[Problem details]
Please find every line in the entries below that contains the string "unexpected", and copy it.

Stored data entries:
*** Begin section ***

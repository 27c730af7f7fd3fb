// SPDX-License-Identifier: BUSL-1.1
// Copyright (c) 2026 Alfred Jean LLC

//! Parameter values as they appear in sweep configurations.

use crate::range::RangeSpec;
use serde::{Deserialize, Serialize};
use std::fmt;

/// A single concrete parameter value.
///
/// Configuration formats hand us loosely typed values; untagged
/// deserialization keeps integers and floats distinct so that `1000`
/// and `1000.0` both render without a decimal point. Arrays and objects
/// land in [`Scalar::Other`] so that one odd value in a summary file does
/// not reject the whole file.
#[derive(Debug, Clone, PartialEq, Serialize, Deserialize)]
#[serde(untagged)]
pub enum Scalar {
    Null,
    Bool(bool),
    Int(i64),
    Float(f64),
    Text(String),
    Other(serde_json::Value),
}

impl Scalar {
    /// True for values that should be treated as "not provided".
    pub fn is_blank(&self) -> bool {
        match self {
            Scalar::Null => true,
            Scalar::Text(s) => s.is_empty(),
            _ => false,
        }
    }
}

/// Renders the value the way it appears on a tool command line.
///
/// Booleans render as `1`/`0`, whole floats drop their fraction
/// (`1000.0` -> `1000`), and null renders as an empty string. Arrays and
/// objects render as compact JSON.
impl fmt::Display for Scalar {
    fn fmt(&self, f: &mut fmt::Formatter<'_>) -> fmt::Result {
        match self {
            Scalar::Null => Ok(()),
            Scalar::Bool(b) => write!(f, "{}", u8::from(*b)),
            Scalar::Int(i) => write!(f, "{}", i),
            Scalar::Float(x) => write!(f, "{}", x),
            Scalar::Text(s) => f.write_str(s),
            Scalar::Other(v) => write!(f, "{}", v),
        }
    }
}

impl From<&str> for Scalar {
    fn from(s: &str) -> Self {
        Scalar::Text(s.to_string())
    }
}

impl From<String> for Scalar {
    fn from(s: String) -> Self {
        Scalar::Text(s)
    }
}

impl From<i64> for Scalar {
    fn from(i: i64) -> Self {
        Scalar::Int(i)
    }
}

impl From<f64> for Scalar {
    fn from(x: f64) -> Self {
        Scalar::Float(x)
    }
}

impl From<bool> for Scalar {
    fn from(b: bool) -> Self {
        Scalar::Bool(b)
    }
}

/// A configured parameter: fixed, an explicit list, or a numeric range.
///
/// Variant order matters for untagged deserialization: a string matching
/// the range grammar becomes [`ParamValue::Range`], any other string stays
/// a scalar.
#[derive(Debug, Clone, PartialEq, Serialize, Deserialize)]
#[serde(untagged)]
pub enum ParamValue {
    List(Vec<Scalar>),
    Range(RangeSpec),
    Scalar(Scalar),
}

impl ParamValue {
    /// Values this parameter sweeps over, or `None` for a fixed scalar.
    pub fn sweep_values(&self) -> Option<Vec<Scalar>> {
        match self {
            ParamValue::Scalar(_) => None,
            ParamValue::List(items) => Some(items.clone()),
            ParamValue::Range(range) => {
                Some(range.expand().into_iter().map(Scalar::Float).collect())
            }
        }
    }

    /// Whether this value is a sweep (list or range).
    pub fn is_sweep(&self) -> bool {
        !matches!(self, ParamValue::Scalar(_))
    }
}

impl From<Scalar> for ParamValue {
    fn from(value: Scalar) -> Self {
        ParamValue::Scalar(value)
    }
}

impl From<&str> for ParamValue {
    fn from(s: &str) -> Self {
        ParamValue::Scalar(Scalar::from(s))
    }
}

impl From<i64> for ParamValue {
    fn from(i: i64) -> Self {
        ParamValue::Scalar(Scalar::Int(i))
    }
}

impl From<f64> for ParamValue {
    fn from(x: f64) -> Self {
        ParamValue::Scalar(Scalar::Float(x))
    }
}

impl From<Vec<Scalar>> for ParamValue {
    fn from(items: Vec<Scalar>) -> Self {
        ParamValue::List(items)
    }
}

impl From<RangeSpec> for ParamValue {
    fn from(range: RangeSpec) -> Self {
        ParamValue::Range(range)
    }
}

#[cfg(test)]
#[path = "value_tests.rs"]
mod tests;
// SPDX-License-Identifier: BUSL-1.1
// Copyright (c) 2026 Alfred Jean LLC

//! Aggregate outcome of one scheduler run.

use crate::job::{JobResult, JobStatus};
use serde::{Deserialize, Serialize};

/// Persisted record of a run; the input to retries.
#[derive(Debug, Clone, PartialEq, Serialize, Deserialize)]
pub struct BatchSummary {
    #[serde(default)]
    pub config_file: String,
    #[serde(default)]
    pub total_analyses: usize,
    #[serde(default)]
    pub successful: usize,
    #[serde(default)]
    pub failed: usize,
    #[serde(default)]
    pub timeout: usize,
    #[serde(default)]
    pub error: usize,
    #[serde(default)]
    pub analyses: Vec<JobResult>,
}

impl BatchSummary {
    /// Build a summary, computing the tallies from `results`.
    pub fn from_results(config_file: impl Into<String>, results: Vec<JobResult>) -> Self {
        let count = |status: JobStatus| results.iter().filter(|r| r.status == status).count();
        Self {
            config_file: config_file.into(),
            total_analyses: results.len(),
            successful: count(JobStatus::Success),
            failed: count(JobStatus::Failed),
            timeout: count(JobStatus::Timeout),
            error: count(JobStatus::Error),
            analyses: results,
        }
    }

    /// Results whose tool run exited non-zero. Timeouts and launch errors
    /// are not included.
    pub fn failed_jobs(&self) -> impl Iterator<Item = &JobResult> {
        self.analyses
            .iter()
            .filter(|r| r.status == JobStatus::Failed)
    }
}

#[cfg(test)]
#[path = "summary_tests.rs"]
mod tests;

*** End section ***
*** Begin section ***

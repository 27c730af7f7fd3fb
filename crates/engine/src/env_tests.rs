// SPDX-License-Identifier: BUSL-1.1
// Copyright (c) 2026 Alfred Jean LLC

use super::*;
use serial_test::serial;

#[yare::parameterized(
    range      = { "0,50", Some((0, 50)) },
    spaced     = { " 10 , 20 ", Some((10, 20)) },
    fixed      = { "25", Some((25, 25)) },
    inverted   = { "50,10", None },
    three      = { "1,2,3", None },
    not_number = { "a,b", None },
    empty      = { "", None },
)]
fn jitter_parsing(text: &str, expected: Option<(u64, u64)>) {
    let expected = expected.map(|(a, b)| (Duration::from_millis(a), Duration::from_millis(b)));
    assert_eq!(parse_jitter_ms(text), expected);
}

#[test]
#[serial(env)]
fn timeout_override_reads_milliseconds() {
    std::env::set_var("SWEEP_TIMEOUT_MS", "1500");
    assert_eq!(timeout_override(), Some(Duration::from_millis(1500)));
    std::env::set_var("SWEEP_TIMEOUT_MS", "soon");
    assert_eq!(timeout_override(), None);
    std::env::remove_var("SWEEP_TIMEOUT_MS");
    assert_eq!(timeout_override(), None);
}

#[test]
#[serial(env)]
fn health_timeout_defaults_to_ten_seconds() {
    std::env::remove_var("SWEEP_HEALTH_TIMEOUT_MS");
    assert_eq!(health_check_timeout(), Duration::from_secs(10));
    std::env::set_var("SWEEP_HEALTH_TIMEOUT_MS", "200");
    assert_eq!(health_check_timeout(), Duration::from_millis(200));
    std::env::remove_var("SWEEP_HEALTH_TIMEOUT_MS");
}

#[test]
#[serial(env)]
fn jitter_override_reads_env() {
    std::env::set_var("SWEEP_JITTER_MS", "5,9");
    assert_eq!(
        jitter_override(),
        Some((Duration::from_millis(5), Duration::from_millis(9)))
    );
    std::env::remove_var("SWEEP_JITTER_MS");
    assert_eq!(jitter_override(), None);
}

*** End section ***
*** Begin section ***

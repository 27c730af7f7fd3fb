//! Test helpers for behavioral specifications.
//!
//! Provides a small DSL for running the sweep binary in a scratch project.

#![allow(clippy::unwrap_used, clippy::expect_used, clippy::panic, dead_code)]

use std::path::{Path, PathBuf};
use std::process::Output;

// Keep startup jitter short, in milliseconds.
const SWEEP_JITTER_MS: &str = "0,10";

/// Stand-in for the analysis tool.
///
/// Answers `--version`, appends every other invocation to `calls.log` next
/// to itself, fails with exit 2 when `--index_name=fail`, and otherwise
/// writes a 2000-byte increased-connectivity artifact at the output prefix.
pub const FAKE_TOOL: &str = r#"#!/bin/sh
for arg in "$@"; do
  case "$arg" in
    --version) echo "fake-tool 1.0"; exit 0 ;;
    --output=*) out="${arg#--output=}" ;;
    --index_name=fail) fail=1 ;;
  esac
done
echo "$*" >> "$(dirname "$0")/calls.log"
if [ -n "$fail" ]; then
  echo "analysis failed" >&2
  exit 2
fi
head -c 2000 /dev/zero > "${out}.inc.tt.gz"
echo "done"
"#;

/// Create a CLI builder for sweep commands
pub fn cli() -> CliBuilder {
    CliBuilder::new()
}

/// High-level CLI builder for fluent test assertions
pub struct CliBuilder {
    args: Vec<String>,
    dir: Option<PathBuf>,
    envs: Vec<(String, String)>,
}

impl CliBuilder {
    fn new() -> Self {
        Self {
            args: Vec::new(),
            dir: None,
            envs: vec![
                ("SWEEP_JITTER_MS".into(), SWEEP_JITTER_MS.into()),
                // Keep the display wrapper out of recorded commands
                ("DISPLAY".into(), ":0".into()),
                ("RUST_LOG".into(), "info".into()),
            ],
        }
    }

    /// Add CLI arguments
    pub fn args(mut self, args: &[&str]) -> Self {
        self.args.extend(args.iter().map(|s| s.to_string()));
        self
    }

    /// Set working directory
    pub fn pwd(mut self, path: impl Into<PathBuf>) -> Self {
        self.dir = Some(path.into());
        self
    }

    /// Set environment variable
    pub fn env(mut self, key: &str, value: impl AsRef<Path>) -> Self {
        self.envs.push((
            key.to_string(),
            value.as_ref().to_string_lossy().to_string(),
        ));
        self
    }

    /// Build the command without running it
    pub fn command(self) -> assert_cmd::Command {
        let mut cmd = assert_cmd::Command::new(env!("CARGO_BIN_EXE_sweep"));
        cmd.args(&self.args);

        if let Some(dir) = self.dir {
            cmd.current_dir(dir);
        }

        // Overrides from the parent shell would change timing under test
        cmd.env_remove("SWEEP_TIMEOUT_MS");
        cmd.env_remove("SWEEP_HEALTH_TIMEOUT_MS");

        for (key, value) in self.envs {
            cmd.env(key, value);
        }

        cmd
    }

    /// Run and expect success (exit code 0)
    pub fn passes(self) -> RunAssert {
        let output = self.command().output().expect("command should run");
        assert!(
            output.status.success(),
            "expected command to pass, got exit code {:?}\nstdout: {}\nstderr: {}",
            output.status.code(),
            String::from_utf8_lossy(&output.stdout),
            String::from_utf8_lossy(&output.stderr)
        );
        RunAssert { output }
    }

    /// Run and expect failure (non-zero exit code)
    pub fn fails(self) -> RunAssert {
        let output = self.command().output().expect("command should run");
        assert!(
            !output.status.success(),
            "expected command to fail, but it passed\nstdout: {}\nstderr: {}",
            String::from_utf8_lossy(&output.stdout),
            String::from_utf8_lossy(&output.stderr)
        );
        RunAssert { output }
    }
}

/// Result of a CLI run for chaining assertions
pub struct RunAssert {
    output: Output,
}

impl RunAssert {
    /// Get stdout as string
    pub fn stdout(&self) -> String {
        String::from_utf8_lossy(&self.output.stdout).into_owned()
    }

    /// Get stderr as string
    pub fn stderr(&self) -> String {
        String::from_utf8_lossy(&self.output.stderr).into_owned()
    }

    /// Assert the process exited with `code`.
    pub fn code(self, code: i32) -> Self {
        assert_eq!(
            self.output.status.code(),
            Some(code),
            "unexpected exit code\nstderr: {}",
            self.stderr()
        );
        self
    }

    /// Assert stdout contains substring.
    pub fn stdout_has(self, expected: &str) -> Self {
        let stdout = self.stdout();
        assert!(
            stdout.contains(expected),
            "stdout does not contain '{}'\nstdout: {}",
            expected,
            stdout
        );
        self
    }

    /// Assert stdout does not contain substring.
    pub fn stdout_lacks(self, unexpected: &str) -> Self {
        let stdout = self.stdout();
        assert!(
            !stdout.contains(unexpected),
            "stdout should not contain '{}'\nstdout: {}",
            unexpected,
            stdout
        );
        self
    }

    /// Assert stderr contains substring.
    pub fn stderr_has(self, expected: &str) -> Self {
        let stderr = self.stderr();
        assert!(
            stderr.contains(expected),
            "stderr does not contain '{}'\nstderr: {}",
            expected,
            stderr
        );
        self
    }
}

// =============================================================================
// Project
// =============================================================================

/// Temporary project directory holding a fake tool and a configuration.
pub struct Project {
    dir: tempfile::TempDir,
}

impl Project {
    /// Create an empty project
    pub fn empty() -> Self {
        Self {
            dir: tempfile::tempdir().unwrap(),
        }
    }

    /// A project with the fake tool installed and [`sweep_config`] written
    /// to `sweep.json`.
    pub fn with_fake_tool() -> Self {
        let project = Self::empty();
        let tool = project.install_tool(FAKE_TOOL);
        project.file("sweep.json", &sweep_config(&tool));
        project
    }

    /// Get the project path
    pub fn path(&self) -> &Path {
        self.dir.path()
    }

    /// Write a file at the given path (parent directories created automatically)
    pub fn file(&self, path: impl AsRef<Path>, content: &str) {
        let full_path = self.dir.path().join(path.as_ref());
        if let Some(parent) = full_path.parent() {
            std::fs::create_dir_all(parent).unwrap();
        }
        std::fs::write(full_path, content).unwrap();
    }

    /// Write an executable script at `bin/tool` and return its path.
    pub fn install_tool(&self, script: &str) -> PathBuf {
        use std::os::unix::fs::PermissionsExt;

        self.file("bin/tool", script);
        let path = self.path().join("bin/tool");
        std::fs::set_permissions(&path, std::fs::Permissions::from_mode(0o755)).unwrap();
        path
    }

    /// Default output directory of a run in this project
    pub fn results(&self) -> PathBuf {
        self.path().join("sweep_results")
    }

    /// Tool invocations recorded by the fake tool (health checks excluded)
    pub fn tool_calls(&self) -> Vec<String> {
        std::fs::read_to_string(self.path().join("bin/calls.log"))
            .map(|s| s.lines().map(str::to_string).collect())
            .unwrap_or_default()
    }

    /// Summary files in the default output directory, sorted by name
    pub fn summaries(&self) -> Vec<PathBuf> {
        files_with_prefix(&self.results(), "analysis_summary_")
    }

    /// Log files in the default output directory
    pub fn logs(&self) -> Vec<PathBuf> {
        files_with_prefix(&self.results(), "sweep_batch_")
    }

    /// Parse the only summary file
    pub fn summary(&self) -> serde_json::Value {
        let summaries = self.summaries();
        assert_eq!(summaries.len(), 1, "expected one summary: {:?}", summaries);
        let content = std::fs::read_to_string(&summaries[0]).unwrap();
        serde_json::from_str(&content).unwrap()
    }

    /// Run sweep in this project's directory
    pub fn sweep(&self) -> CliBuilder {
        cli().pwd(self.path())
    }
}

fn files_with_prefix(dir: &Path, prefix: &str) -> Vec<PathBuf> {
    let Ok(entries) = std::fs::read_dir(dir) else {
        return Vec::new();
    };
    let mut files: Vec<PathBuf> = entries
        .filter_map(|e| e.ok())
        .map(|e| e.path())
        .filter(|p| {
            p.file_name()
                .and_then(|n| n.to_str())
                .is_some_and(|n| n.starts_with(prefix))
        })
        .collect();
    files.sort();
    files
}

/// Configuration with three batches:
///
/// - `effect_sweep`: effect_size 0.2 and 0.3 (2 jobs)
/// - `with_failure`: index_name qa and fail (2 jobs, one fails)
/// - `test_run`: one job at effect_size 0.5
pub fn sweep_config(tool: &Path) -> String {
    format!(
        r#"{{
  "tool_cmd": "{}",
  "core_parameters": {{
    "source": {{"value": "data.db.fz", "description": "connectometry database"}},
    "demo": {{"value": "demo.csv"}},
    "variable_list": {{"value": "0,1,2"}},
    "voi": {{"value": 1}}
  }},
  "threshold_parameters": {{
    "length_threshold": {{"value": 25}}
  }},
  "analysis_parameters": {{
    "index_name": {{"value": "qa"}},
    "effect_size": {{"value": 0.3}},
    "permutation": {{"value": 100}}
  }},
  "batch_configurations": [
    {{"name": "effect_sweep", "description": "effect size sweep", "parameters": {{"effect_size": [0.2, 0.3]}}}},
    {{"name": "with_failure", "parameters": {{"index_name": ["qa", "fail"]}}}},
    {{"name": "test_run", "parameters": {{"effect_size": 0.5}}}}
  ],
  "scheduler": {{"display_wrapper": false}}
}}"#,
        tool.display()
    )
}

*** End section ***

[Exercise output]
            "unexpected exit code\nstderr: {}",
    pub fn stdout_lacks(self, unexpected: &str) -> Self {
            !stdout.contains(unexpected),
            unexpected,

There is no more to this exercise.